Create and manage NFS volumes

Last reviewed 2024-04-25 UTC

Before you begin, you must enable billing and APIs and set up private service access; otherwise, the volume creation process fails.

To successfully create an NFS volume, you must create the NFS volume and mount your NFS exports to Compute Engine instances.


An NFS volume can use NFSv3 or NFSv4.1. The following considerations apply:

  • About NFS versions: NFSv3 can handle a variety of use cases and is commonly deployed in most enterprise applications. You should validate what version (NFSv3 or NFSv4.1) your application requires and create your volume using the appropriate version—for example, if you use Apache ActiveMQ, file locking with NFSv4.1 is recommended over NFSv3.

  • Security: Support for UNIX mode bits—read, write, and execute—is available for NFSv3 and NFSv4.1. Root-level access is required on the NFS client to mount NFS volumes. The root inode is owned by root:root and default permissions are set to 0770 for CVS-Performance service type and 0777 for the CVS service type.
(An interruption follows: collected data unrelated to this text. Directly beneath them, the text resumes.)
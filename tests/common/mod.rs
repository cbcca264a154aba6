//! Shared test utilities for integration tests.
//!
//! Not all functions are used by every test file, but they're shared across tests.
#![allow(dead_code)]

use cutrelease::git::{ConventionalCommit, RawCommit, classify};
use git2::{Oid, Repository, Signature};
use octocrab::Octocrab;
use serde_json::{Value, json};
use wiremock::MockServer;

/// Classify a commit message with a synthetic hash.
pub fn commit(message: &str) -> ConventionalCommit {
    classify(&RawCommit::new("0000000", message))
}

/// Classify several commit messages.
pub fn commits(messages: &[&str]) -> Vec<ConventionalCommit> {
    messages.iter().map(|m| commit(m)).collect()
}

/// Helper to create an octocrab client pointing to a mock server.
pub async fn mock_client(server: &MockServer) -> Octocrab {
    Octocrab::builder()
        .base_uri(server.uri())
        .expect("Failed to set base URI")
        .build()
        .expect("Failed to build octocrab")
}

/// Minimal release object as returned by the GitHub API.
pub fn release_json(id: u64, tag: &str) -> Value {
    json!({
        "id": id,
        "tag_name": tag,
        "name": tag,
        "body": "",
        "draft": false,
        "prerelease": false,
        "target_commitish": "main",
        "html_url": format!("https://github.com/owner/repo/releases/tag/{}", tag),
        "upload_url": format!("https://uploads.github.com/repos/owner/repo/releases/{}/assets{{?name,label}}", id),
    })
}

/// Minimal commit object as returned by the GitHub API.
pub fn commit_json(sha: &str, message: &str) -> Value {
    json!({
        "sha": sha,
        "commit": { "message": message },
    })
}

/// A test git repository builder for integration tests.
pub struct TestRepo {
    pub dir: tempfile::TempDir,
    pub repo: Repository,
}

impl TestRepo {
    /// Create a new empty git repository in a temp directory.
    pub fn new() -> Self {
        let dir = tempfile::tempdir().expect("Failed to create temp directory");
        let repo = Repository::init(dir.path()).expect("Failed to init git repo");
        Self { dir, repo }
    }

    /// Get the test signature for commits.
    fn signature(&self) -> Signature<'_> {
        Signature::now("Test User", "test@example.com").expect("Failed to create signature")
    }

    /// Create a commit with the given message. Returns the commit OID.
    pub fn commit(&self, message: &str) -> Oid {
        let sig = self.signature();

        let file_path = self.dir.path().join("test.txt");
        std::fs::write(&file_path, message).expect("Failed to write test file");

        let mut index = self.repo.index().expect("Failed to get index");
        index
            .add_path(std::path::Path::new("test.txt"))
            .expect("Failed to add file");
        index.write().expect("Failed to write index");
        let tree_id = index.write_tree().expect("Failed to write tree");
        let tree = self.repo.find_tree(tree_id).expect("Failed to find tree");

        let parent = self.repo.head().ok().and_then(|h| h.peel_to_commit().ok());
        let parents: Vec<&git2::Commit> = parent.iter().collect();

        self.repo
            .commit(Some("HEAD"), &sig, &sig, message, &tree, &parents)
            .expect("Failed to create commit")
    }

    /// Create a branch at `oid` and make it the checked-out branch.
    pub fn checkout_branch(&self, name: &str, oid: Oid) {
        let commit = self.repo.find_commit(oid).expect("Failed to find commit");
        self.repo
            .branch(name, &commit, true)
            .expect("Failed to create branch");
        self.repo
            .set_head(&format!("refs/heads/{}", name))
            .expect("Failed to set HEAD");
    }

    /// Point HEAD directly at a commit.
    pub fn detach(&self, oid: Oid) {
        self.repo.set_head_detached(oid).expect("Failed to detach HEAD");
    }

    /// Add an `origin` remote.
    pub fn set_origin(&self, url: &str) {
        self.repo
            .remote("origin", url)
            .expect("Failed to add origin remote");
    }
}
  • Local user/group and LDAP support for NFSv4.1: Currently, NFSv4.1 supports root access to volumes only.

  • After you create an NFS volume, you cannot change the protocol type between NFSv3 and NFSv4.1.
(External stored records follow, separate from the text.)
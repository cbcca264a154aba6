//! Increment types and the engine that applies them in sequence.

use std::cmp::Ordering;
use std::fmt;

use crate::error::VersionError;
use crate::git::Branch;

use super::Version;
use super::clock::Clock;

/// Kind of version increment.
///
/// SemVer uses `Major`, `Minor`, `Patch`, `PreRelease` and `Build`; CalVer uses
/// `Calendar`, `Micro` and `Modifier`. `Release` belongs to both.
#[derive(Debug, Clone, Copy, PartialEq, Eq, Hash)]
pub enum IncrementType {
    Major,
    Minor,
    Patch,
    PreRelease,
    Build,
    Calendar,
    Micro,
    Modifier,
    Release,
}

impl IncrementType {
    pub fn as_str(&self) -> &'static str {
        match self {
            Self::Major => "major",
            Self::Minor => "minor",
            Self::Patch => "patch",
            Self::PreRelease => "prerelease",
            Self::Build => "build",
            Self::Calendar => "calendar",
            Self::Micro => "micro",
            Self::Modifier => "modifier",
            Self::Release => "release",
        }
    }

    /// Increments that move the version core rather than its labels.
    pub fn is_core(&self) -> bool {
        matches!(
            self,
            Self::Major | Self::Minor | Self::Patch | Self::Calendar | Self::Micro
        )
    }
}

impl fmt::Display for IncrementType {
    fn fmt(&self, f: &mut fmt::Formatter<'_>) -> fmt::Result {
        f.write_str(self.as_str())
    }
}

impl std::str::FromStr for IncrementType {
    type Err = VersionError;

    fn from_str(s: &str) -> Result<Self, Self::Err> {
        match s.trim().to_lowercase().as_str() {
            "major" => Ok(Self::Major),
            "minor" => Ok(Self::Minor),
            "patch" => Ok(Self::Patch),
            "prerelease" | "pre-release" => Ok(Self::PreRelease),
            "build" => Ok(Self::Build),
            "calendar" => Ok(Self::Calendar),
            "micro" => Ok(Self::Micro),
            "modifier" => Ok(Self::Modifier),
            "release" => Ok(Self::Release),
            _ => Err(VersionError::UnsupportedIncrementType(s.to_string())),
        }
    }
}

/// Run-wide settings that shape how increments are applied.
#[derive(Debug, Clone, PartialEq, Eq)]
pub struct IncrementOptions {
    /// Keep releases in pre-release mode (`-dev.N` / `-rc.N`).
    pub prerelease: bool,
    pub branch: Branch,
}

/// Apply `increments` to `version` in order.
///
/// Every step after the first carries the pre-release/modifier state produced by the
/// previous step, so `[PreRelease, Minor]` yields `1.3.0-rc.1` from `1.2.3` and
/// `1.3.0-rc.2` from `1.3.0-rc.1`. Remaining steps are skipped as soon as the running
/// result ranks above the original version.
pub fn increment_version(
    version: &Version,
    increments: &[IncrementType],
    options: &IncrementOptions,
    clock: &dyn Clock,
) -> Result<Version, VersionError> {
    let mut current = version.clone();

    for (step, &kind) in increments.iter().enumerate() {
        current = apply_increment(&current, kind, step > 0, options, clock)?;

        if current.compare(version)? == Ordering::Greater {
            break;
        }
    }

    Ok(current)
}

fn apply_increment(
    version: &Version,
    kind: IncrementType,
    keep: bool,
    options: &IncrementOptions,
    clock: &dyn Clock,
) -> Result<Version, VersionError> {
    if kind == IncrementType::Release {
        // Pre-release mode never promotes.
        return Ok(if options.prerelease {
            version.clone()
        } else {
            version.release()
        });
    }

    let bumped = match version {
        Version::Semantic(v) => Version::Semantic(v.increment(kind, keep)?),
        Version::Calendar(v) => {
            let today = clock.today();
            let kind = if kind == IncrementType::Calendar && !v.is_before_month_of(today) {
                IncrementType::Micro
            } else {
                kind
            };
            Version::Calendar(v.increment(kind, keep, today)?)
        }
    };

    if options.prerelease && kind.is_core() {
        Ok(bumped.with_prerelease_label(options.branch.prerelease_label()))
    } else {
        Ok(bumped)
    }
}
  • The CVS service type does not currently support NFSv4.1. If you want to use NFSv4.1, use the CVS-Performance type to create a NFSv4.1 volume.

  • When using NFSv4.1, the domain parameter needs to be configured in /etc/idmapd.conf. For volumes configured to use LDAP, use the Active Directory domain as the domain name. For volumes without LDAP, use as the domain name.

For information about managing local users for an NFS volume, see the Linux manual pages for the passwd and group commands.

NFS users are generally limited to 16 group identifiers. The CVS-Performance service type supports a larger number of group identifiers through extended groups support with LDAP. All group identifiers sent by the client are ignored and those fetched from an LDAP server are used instead. For more information, see Set up Active Directory for NFS.

Create an NFS volume

You can create an NFS volume with either the general-purpose CVS service type or the CVS-Performance service type. The service type that you select for a volume depends on the workload needs that you have for that volume. By default, an NFS volume is created using the CVS service type. For more information, see Service types.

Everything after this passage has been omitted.